Julian Simon was of a cast of mind not much seen on this side of the Atlantic. He was a free-market man in economics and a Libertarian in politics. His first book, How to Start and Operate a Mail-Order Business (1965) still sells and was based on his own commercial activities in the 1950s. His first degree at Harvard in 1953 was in experimental psychology and his PhD at the University of Chicago was in Business Economics. He was in advertising for several years. He believed that the most fundamental freedom was that of individual choice.
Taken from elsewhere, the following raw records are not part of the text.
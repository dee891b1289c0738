use std::collections::BTreeMap;

use async_trait::async_trait;
use ordinal_core::{Item, ItemDraft, ItemId, ItemKey, ItemUpdate, Priority, now_utc};
use ordinal_storage::{PageRequest, PriorityStore, ShiftPlan, StorageError, check_target};
use tokio::sync::RwLock;
use tracing::debug;

/// Rows plus a rank index. Both maps are always mutated together.
#[derive(Debug, Default)]
struct Table {
    rows: BTreeMap<ItemId, Item>,
    /// priority -> id; unique by construction.
    by_rank: BTreeMap<Priority, ItemId>,
    last_id: ItemId,
}

impl Table {
    fn max_priority(&self) -> Priority {
        self.by_rank.keys().next_back().copied().unwrap_or(0)
    }

    fn find(&self, key: ItemKey) -> Option<&Item> {
        self.rows.get(&key.id).filter(|item| item.scope == key.scope)
    }

    fn find_mut(&mut self, key: ItemKey) -> Option<&mut Item> {
        self.rows
            .get_mut(&key.id)
            .filter(|item| item.scope == key.scope)
    }
}

/// In-memory priority store.
///
/// Writers hold the table's write lock for the whole mutation, which covers
/// every `RankLock` a backend can be asked for. No `.await` happens while a
/// shift is half-applied, so a dropped call never leaves ranks inconsistent.
#[derive(Debug, Default)]
pub struct InMemoryStore {
    table: RwLock<Table>,
}

impl InMemoryStore {
    /// Creates an empty store.
    pub fn new() -> Self {
        Self::default()
    }

    /// Number of rows currently stored.
    pub async fn len(&self) -> usize {
        self.table.read().await.rows.len()
    }

    pub async fn is_empty(&self) -> bool {
        self.table.read().await.rows.is_empty()
    }
}

#[async_trait]
impl PriorityStore for InMemoryStore {
    async fn fetch_one(&self, key: ItemKey) -> Result<Option<Item>, StorageError> {
        Ok(self.table.read().await.find(key).cloned())
    }

    async fn fetch_page(&self, page: PageRequest) -> Result<Vec<Item>, StorageError> {
        let table = self.table.read().await;
        let items = table
            .by_rank
            .values()
            .skip(page.offset as usize)
            .take(page.limit as usize)
            .filter_map(|id| table.rows.get(id).cloned())
            .collect();
        Ok(items)
    }

    async fn insert(&self, draft: &ItemDraft) -> Result<Item, StorageError> {
        draft.validate()?;

        let mut table = self.table.write().await;
        let priority = table.max_priority() + 1;
        table.last_id += 1;

        let item = Item {
            id: table.last_id,
            scope: draft.scope,
            name: draft.name.clone(),
            description: draft.description.clone(),
            priority,
            removed: false,
            created_at: now_utc(),
        };
        table.by_rank.insert(priority, item.id);
        table.rows.insert(item.id, item.clone());

        debug!(item.id = item.id, priority, "item inserted");
        Ok(item)
    }

    async fn update(&self, update: &ItemUpdate) -> Result<(), StorageError> {
        update.validate()?;

        let mut table = self.table.write().await;
        let item = table
            .find_mut(update.key())
            .ok_or_else(|| StorageError::not_found(update.key()))?;
        item.name = update.name.clone();
        item.description = update.description.clone();
        Ok(())
    }

    async fn soft_delete(&self, key: ItemKey) -> Result<(), StorageError> {
        let mut table = self.table.write().await;
        let item = table
            .find_mut(key)
            .ok_or_else(|| StorageError::not_found(key))?;
        item.removed = true;
        Ok(())
    }

    async fn reprioritize(
        &self,
        key: ItemKey,
        new_priority: Priority,
    ) -> Result<Vec<Item>, StorageError> {
        let mut table = self.table.write().await;

        let old = table
            .find(key)
            .map(|item| item.priority)
            .ok_or_else(|| StorageError::not_found(key))?;
        let Some(plan) = ShiftPlan::new(old, new_priority) else {
            return Ok(Vec::new());
        };
        check_target(new_priority, table.max_priority())?;

        let range = plan.lock_range();
        let moved: Vec<(Priority, ItemId)> = table
            .by_rank
            .range(range.lo..=range.hi)
            .map(|(priority, id)| (*priority, *id))
            .collect();

        for (priority, _) in &moved {
            table.by_rank.remove(priority);
        }

        let mut affected = Vec::with_capacity(moved.len());
        for (priority, id) in moved {
            let next = if id == key.id {
                new_priority
            } else {
                plan.apply(priority)
            };
            table.by_rank.insert(next, id);
            if let Some(item) = table.rows.get_mut(&id) {
                item.priority = next;
                affected.push(item.clone());
            }
        }
        affected.sort_by_key(|item| item.priority);

        debug!(
            item.id = key.id,
            item.scope = key.scope,
            from = old,
            to = new_priority,
            affected = affected.len(),
            "item reprioritized"
        );
        Ok(affected)
    }

    async fn count_all(&self) -> Result<i64, StorageError> {
        Ok(self.table.read().await.rows.len() as i64)
    }

    async fn count_removed(&self) -> Result<i64, StorageError> {
        let table = self.table.read().await;
        Ok(table.rows.values().filter(|item| item.removed).count() as i64)
    }

    fn backend_name(&self) -> &'static str {
        "memory"
    }
}
//! PostgreSQL implementation of the PriorityStore trait.

use async_trait::async_trait;
use sqlx_postgres::PgPool;
use tracing::{debug, instrument};

use ordinal_core::{Item, ItemDraft, ItemKey, ItemUpdate, Priority};
use ordinal_storage::{
    PageRequest, PriorityStore, RankLock, ShiftPlan, StorageError, check_target,
};

use crate::config::PostgresConfig;
use crate::migrations;
use crate::pool;
use crate::queries::items;
use crate::transaction::RankTransaction;

/// How often reprioritize re-locks when the target moved while it waited.
const MAX_LOCK_ATTEMPTS: usize = 3;

/// PostgreSQL priority store.
#[derive(Debug, Clone)]
pub struct PostgresStore {
    pool: PgPool,
}

impl PostgresStore {
    /// Creates a new `PostgresStore` with the given configuration.
    ///
    /// This will create a connection pool and run migrations if configured.
    ///
    /// # Errors
    ///
    /// Returns an error if the connection pool cannot be created
    /// or if migrations fail.
    pub async fn new(config: PostgresConfig) -> Result<Self, StorageError> {
        let pool = pool::create_pool(&config).await?;

        if config.run_migrations {
            migrations::run(&pool).await?;
        }

        Ok(Self { pool })
    }

    /// Creates a new `PostgresStore` from an existing connection pool.
    ///
    /// Migrations are not run automatically when using this constructor.
    #[must_use]
    pub fn from_pool(pool: PgPool) -> Self {
        Self { pool }
    }

    /// Returns a reference to the connection pool.
    #[must_use]
    pub fn pool(&self) -> &PgPool {
        &self.pool
    }

    /// Checks that the database answers.
    pub async fn ping(&self) -> Result<(), StorageError> {
        pool::test_connection(&self.pool).await.map_err(Into::into)
    }
}

#[async_trait]
impl PriorityStore for PostgresStore {
    #[instrument(skip(self), fields(item.id = key.id, item.scope = key.scope))]
    async fn fetch_one(&self, key: ItemKey) -> Result<Option<Item>, StorageError> {
        items::fetch_one(&self.pool, key).await
    }

    #[instrument(skip(self))]
    async fn fetch_page(&self, page: PageRequest) -> Result<Vec<Item>, StorageError> {
        items::fetch_page(&self.pool, page).await
    }

    #[instrument(skip(self, draft), fields(item.scope = draft.scope))]
    async fn insert(&self, draft: &ItemDraft) -> Result<Item, StorageError> {
        draft.validate()?;

        let mut tx = RankTransaction::begin(&self.pool, RankLock::All).await?;
        let item = items::insert_at_end(tx.conn()?, draft).await?;
        tx.commit().await?;

        debug!(item.id = item.id, priority = item.priority, "item inserted");
        Ok(item)
    }

    #[instrument(skip(self, update), fields(item.id = update.id, item.scope = update.scope))]
    async fn update(&self, update: &ItemUpdate) -> Result<(), StorageError> {
        update.validate()?;

        let mut tx = RankTransaction::begin(&self.pool, RankLock::Row(update.key())).await?;
        items::update_text(tx.conn()?, update).await?;
        tx.commit().await
    }

    #[instrument(skip(self), fields(item.id = key.id, item.scope = key.scope))]
    async fn soft_delete(&self, key: ItemKey) -> Result<(), StorageError> {
        items::soft_delete(&self.pool, key).await
    }

    #[instrument(skip(self), fields(item.id = key.id, item.scope = key.scope))]
    async fn reprioritize(
        &self,
        key: ItemKey,
        new_priority: Priority,
    ) -> Result<Vec<Item>, StorageError> {
        let mut tx = RankTransaction::start(&self.pool).await?;

        for attempt in 1..=MAX_LOCK_ATTEMPTS {
            let Some(old) = items::current_priority(tx.conn()?, key).await? else {
                tx.abandon().await;
                return Err(StorageError::not_found(key));
            };
            let Some(plan) = ShiftPlan::new(old, new_priority) else {
                tx.commit().await?;
                return Ok(Vec::new());
            };
            let max = items::max_priority(tx.conn()?).await?;
            if let Err(err) = check_target(new_priority, max) {
                tx.abandon().await;
                return Err(err.into());
            }

            tx.acquire(plan.lock()).await?;

            // The target may have been shifted while we waited for the range.
            if items::current_priority(tx.conn()?, key).await? != Some(old) {
                debug!(attempt, "target rank moved while locking, retrying");
                continue;
            }

            let affected = items::apply_shift(tx.conn()?, key, plan).await?;
            tx.commit().await?;

            debug!(
                from = old,
                to = new_priority,
                affected = affected.len(),
                "item reprioritized"
            );
            return Ok(affected);
        }

        tx.abandon().await;
        Err(StorageError::transaction_error(format!(
            "rank of item {key} kept moving after {MAX_LOCK_ATTEMPTS} lock attempts"
        )))
    }

    async fn count_all(&self) -> Result<i64, StorageError> {
        items::count_all(&self.pool).await
    }

    async fn count_removed(&self) -> Result<i64, StorageError> {
        items::count_removed(&self.pool).await
    }

    fn backend_name(&self) -> &'static str {
        "postgres"
    }
}
use axum::Json;
use axum::http::StatusCode;
use axum::response::{IntoResponse, Response};
use ordinal_service::ServiceError;
use serde::Serialize;
use thiserror::Error;

/// Errors returned by HTTP handlers.
#[derive(Debug, Error)]
pub enum ApiError {
    #[error("{0}")]
    BadRequest(String),
    #[error("{0}")]
    NotFound(String),
    #[error("{0}")]
    Internal(String),
}

pub type ApiResult<T> = Result<T, ApiError>;

#[derive(Serialize)]
struct ErrorBody<'a> {
    error: &'a str,
}

impl ApiError {
    pub fn bad_request(msg: impl Into<String>) -> Self {
        Self::BadRequest(msg.into())
    }
    pub fn not_found(msg: impl Into<String>) -> Self {
        Self::NotFound(msg.into())
    }
    pub fn internal(msg: impl Into<String>) -> Self {
        Self::Internal(msg.into())
    }

    pub fn status_code(&self) -> StatusCode {
        match self {
            ApiError::BadRequest(_) => StatusCode::BAD_REQUEST,
            ApiError::NotFound(_) => StatusCode::NOT_FOUND,
            ApiError::Internal(_) => StatusCode::INTERNAL_SERVER_ERROR,
        }
    }
}

impl From<ServiceError> for ApiError {
    fn from(err: ServiceError) -> Self {
        match err {
            ServiceError::NotFound { .. } => Self::NotFound(err.to_string()),
            ServiceError::Validation(msg) => Self::BadRequest(msg),
            ServiceError::Store(store) => {
                tracing::error!(error = %store, category = %store.category(), "store failure");
                Self::Internal(store.to_string())
            }
        }
    }
}

impl IntoResponse for ApiError {
    fn into_response(self) -> Response {
        let status = self.status_code();
        let message = self.to_string();
        (status, Json(ErrorBody { error: &message })).into_response()
    }
}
So it was natural perhaps, when he turned to larger themes, that whilst he argued that rising populations of humans produced more sources of innovation and wealth than new problems, he disliked the anti-abortion movement as much as he excoriated anything like state compulsion in birth control programmes.

Much the same impulses made him a tireless campaigner in newspapers and magazines on behalf of the human and economic advantages that immigrants bring to any society.

Simon suffered for many years with bouts of depression and he wrote Good Mood: the new psychology of overcoming depression (1993) on his notions about battling against the Black Dog. In the foreword to another book, he described how working on his upbeat themes about the human condition had helped him in recent years.

Julian Simon did not attend synagogue, but he and his family made a point of keeping the Sabbath, during which he did no work. Even a short time spent with him was giddy and uplifting. Although engaged in heated debate, he never publicly slipped into the personal abuse some of his opponents used against him. It is said that he was embittered for being so widely disliked for views he thought at least deserved recognition for being humane, and it is at least odd that his formal academic field should be so different from the Cornucopianism for which his name is likely to be remembered.

Julian Lincoln Simon, economist: born Newark, New Jersey 12 February 1932; Professor of Economics and of Business Administration, University of Illinois 1969-83; Professor of Business Administration, University of Maryland, Washington DC 1983-98; married 1961 (two sons, one daughter); died Chevy Chase, Maryland 8 February 1998.